▶ **Required action**:
The word to look for is "least". Report every line of the entries below that has it.

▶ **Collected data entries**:
┌────────

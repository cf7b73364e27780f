//! Bundle configuration.
//!
//! Every section is a plain serde struct with documented defaults, so a
//! configuration can be loaded from YAML, built in code, or mixed. Values are
//! validated once when an operation starts, never during it.

use serde::{Deserialize, Serialize};
use std::path::Path;
use std::time::Duration;

use crate::error::{BundleError, Result};
use crate::log::LogConfig;

/// Default maximum number of entries materialized by one extraction.
pub const DEFAULT_MAX_FILES: u64 = 10_000;

/// Default maximum total bytes written by one extraction: 1 GiB.
pub const DEFAULT_MAX_SIZE: u64 = 1024 * 1024 * 1024;

/// Default maximum size of a single extracted file: 512 MiB.
pub const DEFAULT_MAX_FILE_SIZE: u64 = 512 * 1024 * 1024;

/// Top-level bundle configuration
#[derive(Debug, Clone, Default, Serialize, Deserialize)]
#[serde(default)]
pub struct BundleConfig {
    /// Retry, timeout and concurrency settings for registry transfers
    pub transfer: TransferConfig,

    /// Quotas and filesystem policy applied when unpacking
    pub extraction: ExtractionPolicy,

    /// How directories are turned into blobs
    pub pack: PackConfig,

    /// Tracing subscriber settings
    pub log: LogConfig,
}

impl BundleConfig {
    /// Parse a configuration from a YAML document.
    ///
    /// Missing sections and fields take their defaults. Malformed values
    /// (including negative quotas) are reported as `InvalidOption`.
    pub fn from_yaml_str(yaml: &str) -> Result<Self> {
        let config: BundleConfig = serde_yaml::from_str(yaml)
            .map_err(|e| BundleError::InvalidOption(format!("Invalid bundle config: {}", e)))?;
        config.validate()?;
        Ok(config)
    }

    /// Load a configuration from a YAML file.
    pub fn from_file(path: impl AsRef<Path>) -> Result<Self> {
        let path = path.as_ref();
        let yaml = std::fs::read_to_string(path).map_err(|e| BundleError::io(path, e))?;
        let config = Self::from_yaml_str(&yaml)?;
        tracing::debug!(path = %path.display(), "Loaded bundle config");
        Ok(config)
    }

    /// Validate every section.
    pub fn validate(&self) -> Result<()> {
        self.transfer.validate()?;
        self.extraction.validate()?;
        self.pack.validate()
    }
}

/// Delay growth between retry attempts
#[derive(Debug, Clone, Copy, PartialEq, Eq, Default, Serialize, Deserialize)]
#[serde(rename_all = "lowercase")]
pub enum BackoffStrategy {
    /// `retry_delay * attempt`
    #[default]
    Linear,
    /// `retry_delay` before every retry
    Fixed,
    /// `retry_delay * 2^(attempt - 1)`
    Exponential,
}

/// Registry transfer configuration
#[derive(Debug, Clone, Serialize, Deserialize)]
#[serde(default)]
pub struct TransferConfig {
    /// Retries after the initial attempt
    pub max_retries: u32,

    /// Backoff base in milliseconds
    pub retry_delay_ms: u64,

    /// Backoff growth strategy
    pub backoff: BackoffStrategy,

    /// Upper bound for a single backoff wait in milliseconds
    pub max_backoff_ms: u64,

    /// Randomize each wait by ±10%
    pub jitter: bool,

    /// Per-call timeout in milliseconds (none by default)
    pub timeout_ms: Option<u64>,

    /// Blobs transferred concurrently within one push or pull
    pub max_concurrency: usize,
}

impl Default for TransferConfig {
    fn default() -> Self {
        Self {
            max_retries: 3,
            retry_delay_ms: 1000,
            backoff: BackoffStrategy::Linear,
            max_backoff_ms: 30_000,
            jitter: false,
            timeout_ms: None,
            max_concurrency: 4,
        }
    }
}

impl TransferConfig {
    pub fn validate(&self) -> Result<()> {
        if self.max_concurrency == 0 {
            return Err(BundleError::InvalidOption(
                "transfer.max_concurrency must be at least 1".to_string(),
            ));
        }
        if self.timeout_ms == Some(0) {
            return Err(BundleError::InvalidOption(
                "transfer.timeout_ms must be greater than 0".to_string(),
            ));
        }
        if self.max_backoff_ms < self.retry_delay_ms {
            return Err(BundleError::InvalidOption(format!(
                "transfer.max_backoff_ms ({}) is smaller than transfer.retry_delay_ms ({})",
                self.max_backoff_ms, self.retry_delay_ms
            )));
        }
        Ok(())
    }

    pub fn retry_delay(&self) -> Duration {
        Duration::from_millis(self.retry_delay_ms)
    }

    pub fn max_backoff(&self) -> Duration {
        Duration::from_millis(self.max_backoff_ms)
    }

    pub fn timeout(&self) -> Option<Duration> {
        self.timeout_ms.map(Duration::from_millis)
    }
}

/// What to do with entries that do not start with the configured strip prefix
#[derive(Debug, Clone, Copy, PartialEq, Eq, Default, Serialize, Deserialize)]
#[serde(rename_all = "lowercase")]
pub enum UnmatchedPrefix {
    /// Write the entry at its original path
    #[default]
    Keep,
    /// Leave the entry out, logging it
    Skip,
    /// Fail the extraction with a security violation
    Reject,
}

/// Quotas and filesystem policy for unpacking a bundle
#[derive(Debug, Clone, PartialEq, Eq, Serialize, Deserialize)]
#[serde(default)]
pub struct ExtractionPolicy {
    /// Maximum entries materialized (files, directories and symlinks)
    pub max_files: u64,

    /// Maximum cumulative bytes written
    pub max_size: u64,

    /// Maximum bytes of any single file
    pub max_file_size: u64,

    /// Apply recorded mode bits instead of sanitized defaults
    pub preserve_permissions: bool,

    /// Leading path removed from every entry before it is joined to the destination
    pub strip_prefix: Option<String>,

    /// Handling of entries outside `strip_prefix`
    pub unmatched_prefix: UnmatchedPrefix,
}

impl Default for ExtractionPolicy {
    fn default() -> Self {
        Self {
            max_files: DEFAULT_MAX_FILES,
            max_size: DEFAULT_MAX_SIZE,
            max_file_size: DEFAULT_MAX_FILE_SIZE,
            preserve_permissions: false,
            strip_prefix: None,
            unmatched_prefix: UnmatchedPrefix::Keep,
        }
    }
}

impl ExtractionPolicy {
    pub fn with_max_files(mut self, max_files: u64) -> Self {
        self.max_files = max_files;
        self
    }

    pub fn with_max_size(mut self, max_size: u64) -> Self {
        self.max_size = max_size;
        self
    }

    pub fn with_max_file_size(mut self, max_file_size: u64) -> Self {
        self.max_file_size = max_file_size;
        self
    }

    pub fn with_preserve_permissions(mut self, preserve: bool) -> Self {
        self.preserve_permissions = preserve;
        self
    }

    pub fn with_strip_prefix(mut self, prefix: impl Into<String>) -> Self {
        self.strip_prefix = Some(prefix.into());
        self
    }

    pub fn with_unmatched_prefix(mut self, unmatched: UnmatchedPrefix) -> Self {
        self.unmatched_prefix = unmatched;
        self
    }

    pub fn validate(&self) -> Result<()> {
        for (name, value) in [
            ("max_files", self.max_files),
            ("max_size", self.max_size),
            ("max_file_size", self.max_file_size),
        ] {
            if value == 0 {
                return Err(BundleError::InvalidOption(format!(
                    "extraction.{} must be greater than 0",
                    name
                )));
            }
        }

        if let Some(prefix) = &self.strip_prefix {
            if prefix.starts_with('/') || prefix.starts_with('\\') {
                return Err(BundleError::InvalidOption(format!(
                    "extraction.strip_prefix must be relative: '{}'",
                    prefix
                )));
            }
            let segments: Vec<&str> = prefix
                .split('/')
                .filter(|s| !s.is_empty() && *s != ".")
                .collect();
            if segments.is_empty() {
                return Err(BundleError::InvalidOption(
                    "extraction.strip_prefix must name at least one path segment".to_string(),
                ));
            }
            if segments.contains(&"..") {
                return Err(BundleError::InvalidOption(format!(
                    "extraction.strip_prefix must not contain '..': '{}'",
                    prefix
                )));
            }
        }

        Ok(())
    }
}

/// Blob layout produced by the packer
#[derive(Debug, Clone, Copy, PartialEq, Eq, Default, Serialize, Deserialize)]
#[serde(rename_all = "lowercase")]
pub enum PackLayout {
    /// One raw blob per distinct file content
    #[default]
    Files,
    /// A single deterministic tar+gzip layer
    Archive,
}

/// Handling of symlinks whose target leaves the source tree
#[derive(Debug, Clone, Copy, PartialEq, Eq, Default, Serialize, Deserialize)]
#[serde(rename_all = "lowercase")]
pub enum ExternalSymlinks {
    /// Abort the pack with a security violation
    #[default]
    Reject,
    /// Leave the symlink out, logging it
    Skip,
}

/// Packing configuration
#[derive(Debug, Clone, PartialEq, Eq, Serialize, Deserialize)]
#[serde(default)]
pub struct PackConfig {
    pub layout: PackLayout,
    pub external_symlinks: ExternalSymlinks,
    /// gzip level (0-9) for the archive layout
    pub compression_level: u32,
}

impl Default for PackConfig {
    fn default() -> Self {
        Self {
            layout: PackLayout::Files,
            external_symlinks: ExternalSymlinks::Reject,
            compression_level: 6,
        }
    }
}

impl PackConfig {
    pub fn validate(&self) -> Result<()> {
        if self.compression_level > 9 {
            return Err(BundleError::InvalidOption(format!(
                "pack.compression_level must be between 0 and 9, got {}",
                self.compression_level
            )));
        }
        Ok(())
    }
}

#[cfg(test)]
mod tests {
    use super::*;
    use crate::error::ErrorKind;

    #[test]
    fn test_defaults() {
        let config = BundleConfig::default();
        assert_eq!(config.transfer.max_retries, 3);
        assert_eq!(config.transfer.retry_delay(), Duration::from_secs(1));
        assert_eq!(config.transfer.backoff, BackoffStrategy::Linear);
        assert_eq!(config.extraction.max_files, DEFAULT_MAX_FILES);
        assert!(!config.extraction.preserve_permissions);
        assert_eq!(config.extraction.unmatched_prefix, UnmatchedPrefix::Keep);
        assert_eq!(config.pack.layout, PackLayout::Files);
        assert!(config.validate().is_ok());
    }

    #[test]
    fn test_from_yaml_partial() {
        let yaml = r#"
transfer:
  max_retries: 5
  backoff: exponential
extraction:
  max_files: 20
  strip_prefix: dist
  unmatched_prefix: reject
pack:
  layout: archive
"#;
        let config = BundleConfig::from_yaml_str(yaml).unwrap();
        assert_eq!(config.transfer.max_retries, 5);
        assert_eq!(config.transfer.backoff, BackoffStrategy::Exponential);
        assert_eq!(config.transfer.retry_delay_ms, 1000);
        assert_eq!(config.extraction.max_files, 20);
        assert_eq!(config.extraction.strip_prefix.as_deref(), Some("dist"));
        assert_eq!(config.extraction.unmatched_prefix, UnmatchedPrefix::Reject);
        assert_eq!(config.pack.layout, PackLayout::Archive);
    }

    #[test]
    fn test_from_yaml_negative_quota_is_invalid_option() {
        let yaml = "extraction:\n  max_size: -1\n";
        let err = BundleConfig::from_yaml_str(yaml).unwrap_err();
        assert_eq!(err.kind(), ErrorKind::InvalidOption);
    }

    #[test]
    fn test_from_file() {
        let tmp = tempfile::TempDir::new().unwrap();
        let path = tmp.path().join("bundle.yaml");
        std::fs::write(&path, "transfer:\n  max_concurrency: 2\n").unwrap();
        let config = BundleConfig::from_file(&path).unwrap();
        assert_eq!(config.transfer.max_concurrency, 2);
    }

    #[test]
    fn test_from_file_missing() {
        let err = BundleConfig::from_file("/nonexistent/bundle.yaml").unwrap_err();
        assert_eq!(err.kind(), ErrorKind::NotFound);
    }

    #[test]
    fn test_zero_quota_rejected() {
        let policy = ExtractionPolicy::default().with_max_file_size(0);
        let err = policy.validate().unwrap_err();
        assert!(err.to_string().contains("max_file_size"));
    }

    #[test]
    fn test_strip_prefix_validation() {
        assert!(ExtractionPolicy::default()
            .with_strip_prefix("dist/app")
            .validate()
            .is_ok());
        assert!(ExtractionPolicy::default()
            .with_strip_prefix("/abs")
            .validate()
            .is_err());
        assert!(ExtractionPolicy::default()
            .with_strip_prefix("a/../b")
            .validate()
            .is_err());
        assert!(ExtractionPolicy::default()
            .with_strip_prefix("./")
            .validate()
            .is_err());
    }

    #[test]
    fn test_transfer_validation() {
        let mut config = TransferConfig::default();
        config.max_concurrency = 0;
        assert!(config.validate().is_err());

        let mut config = TransferConfig::default();
        config.timeout_ms = Some(0);
        assert!(config.validate().is_err());

        let mut config = TransferConfig::default();
        config.max_backoff_ms = 10;
        assert!(config.validate().is_err());
    }

    #[test]
    fn test_compression_level_validation() {
        let config = PackConfig {
            compression_level: 10,
            ..Default::default()
        };
        assert_eq!(config.validate().unwrap_err().kind(), ErrorKind::InvalidOption);
    }
}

└────────

▶ **Solution to the problem**:
                "transfer.max_concurrency must be at least 1".to_string(),
                    "extraction.strip_prefix must name at least one path segment".to_string(),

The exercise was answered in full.